Of course, it is not as simple as that. It doesn’t work at night and seasonality, atmospheric conditions and variable climate conditions (mostly clouds) mean it is less viable in some parts of the world.
There are other practical challenges too. Solar farms need to cover large surface areas to be commercially viable. This demand for space is also reflected for home-based solar power generation. Large solar panels are dotted on house roofs and buildings – not pretty and certainly not integrated into house design the way architects would prefer.
But that may change in the future. A team of researchers at Michigan State University (MSU) has developed a new type of solar concentrator that can be integrated into windows. It creates solar energy and allows people to actually see through the window.
The prospects of a window design that retains heat through double and triple glazing, and generates energy seems like a very attractive and discreet solution.
In fact, the transparent luminescent solar concentrator (LSC) and can be used on buildings, cell phones and any other device that has a clear surface.
And, according to Richard Lunt, an assistant professor of chemical engineering and materials science at MSU’s College of Engineering, the key word is “transparent.”
Research in the production of energy from solar cells placed around luminescent plastic-like materials is not new. These past efforts, however, have yielded poor results – the energy production was inefficient and the materials were highly colored.
“No one wants to sit behind coloured glass,” said Lunt. “It makes for a very colorful environment, like working in a disco. We take an approach where we actually make the luminescent active layer itself transparent.”
The solar harvesting system uses small organic molecules developed by Lunt and his team to absorb specific nonvisible wavelengths of sunlight.

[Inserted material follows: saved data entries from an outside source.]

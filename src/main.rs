use std::path::PathBuf;

use clap::{Parser, Subcommand};
use crdb_zoho::batch::{BatchConverter, BatchOptions, LogFileSink};
use crdb_zoho::convert::{self, Outcome};
use crdb_zoho::{ConvertError, Result, inspect};
use tracing_subscriber::{EnvFilter, layer::SubscriberExt, util::SubscriberInitExt};

fn main() {
    let cli = Cli::parse();
    if let Err(error) = init_logging().and_then(|()| run(cli)) {
        eprintln!("error: {error}");
        std::process::exit(1);
    }
}

fn init_logging() -> Result<()> {
    tracing_subscriber::registry()
        .with(EnvFilter::try_from_default_env().unwrap_or_else(|_| EnvFilter::new("info")))
        .with(tracing_subscriber::fmt::layer().with_writer(std::io::stdout))
        .try_init()
        .map_err(|error| ConvertError::Logging(error.to_string()))
}

fn run(cli: Cli) -> Result<()> {
    match cli.command {
        Command::Convert(args) => execute_convert(args),
        Command::Batch(args) => execute_batch(args),
        Command::Inspect(args) => execute_inspect(args),
    }
}

fn execute_convert(args: ConvertArgs) -> Result<()> {
    let output = args
        .output
        .unwrap_or_else(|| convert::default_output_path(&args.input));
    match convert::convert_file(&args.input, &output, args.force)? {
        Outcome::Converted { records } => {
            println!("Wrote: {} ({records} records)", output.display())
        }
        Outcome::Skipped => println!(
            "Skipped: {} exists (use --force to overwrite)",
            output.display()
        ),
    }
    Ok(())
}

fn execute_batch(args: BatchArgs) -> Result<()> {
    let options = BatchOptions::new(args.source, args.dest).with_force(args.force);
    let log_path = args
        .log_file
        .unwrap_or_else(|| options.default_log_path());
    let sink = LogFileSink::open(log_path)?;
    let mut converter = BatchConverter::new(options, sink);
    let summary = converter.run()?;
    println!("{summary}");
    println!("Log: {}", converter.sink().path().display());
    Ok(())
}

fn execute_inspect(args: InspectArgs) -> Result<()> {
    if !args.input.exists() {
        return Err(ConvertError::MissingInput(args.input));
    }
    let report = inspect::inspect_file(&args.input)?;
    print!("{report}");
    Ok(())
}

#[derive(Parser)]
#[command(
    author,
    version,
    about = "Convert CRDB XLS statements to Zoho Books CSV imports."
)]
struct Cli {
    #[command(subcommand)]
    command: Command,
}

#[derive(Subcommand)]
enum Command {
    /// Convert a single statement.
    Convert(ConvertArgs),
    /// Convert every statement in a directory.
    Batch(BatchArgs),
    /// Show how the header locator reads a statement.
    Inspect(InspectArgs),
}

#[derive(clap::Args)]
struct ConvertArgs {
    /// Statement workbook to convert.
    #[arg(short, long)]
    input: PathBuf,

    /// Output CSV path. Defaults to the input path with a `.csv` extension.
    #[arg(short, long)]
    output: Option<PathBuf>,

    /// Overwrite the output if it already exists.
    #[arg(short, long)]
    force: bool,
}

#[derive(clap::Args)]
struct BatchArgs {
    /// Directory holding the `.xls` statements.
    #[arg(long)]
    source: PathBuf,

    /// Directory receiving the converted `.csv` files.
    #[arg(long)]
    dest: PathBuf,

    /// Log file path. Defaults to `conversion.log` under the destination.
    #[arg(long)]
    log_file: Option<PathBuf>,

    /// Overwrite outputs that already exist.
    #[arg(short, long)]
    force: bool,
}

#[derive(clap::Args)]
struct InspectArgs {
    /// Statement workbook to inspect.
    #[arg(short, long)]
    input: PathBuf,
}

“We can tune these materials to pick up just the ultraviolet and the near infrared wavelengths that then ‘glow’ at another wavelength in the infrared,” he said.
The “glowing” infrared light is guided to the edge of the plastic where it is converted to electricity by thin strips of photovoltaic solar cells.

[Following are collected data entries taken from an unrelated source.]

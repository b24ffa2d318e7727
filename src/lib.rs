//! Core library for the crdb-zoho command line application.
//!
//! Converts CRDB bank statement spreadsheets into the semicolon separated
//! import format of a Zoho Books style ledger. Spreadsheet and CSV adapters
//! live under [`crdb::zoho::io`], header detection in [`crdb::zoho::locate`],
//! column mapping and cell parsing in [`crdb::zoho::normalize`], and the
//! single-file and directory drivers in [`crdb::zoho::convert`] and
//! [`crdb::zoho::batch`].

pub mod crdb;

pub use crdb::zoho::{
    ConvertError, Result, batch, convert, error, inspect, io, locate, model, normalize,
};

“Because the materials do not absorb or emit light in the visible spectrum, they look exceptionally transparent to the human eye,” Lunt said.
One of the benefits of this new development is its flexibility. While the technology is at an early stage, it has the potential to be scaled to commercial or industrial applications with an affordable cost.
“It opens a lot of area to deploy solar energy in a non-intrusive way,” Lunt said. “It can be used on tall buildings with lots of windows or any kind of mobile device that demands high aesthetic quality like a phone or e-reader. Ultimately we want to make solar harvesting surfaces that you do not even know are there.”
Lunt said more work is needed in order to improve its energy-producing efficiency. Currently it is able to produce a solar conversion efficiency close to one per cent, but noted they aim to reach efficiencies beyond five per cent when fully optimised. The best coloured LSC has an efficiency of around seven per cent.
We wish them good luck with their work which has great potential to take solar energy to a new level.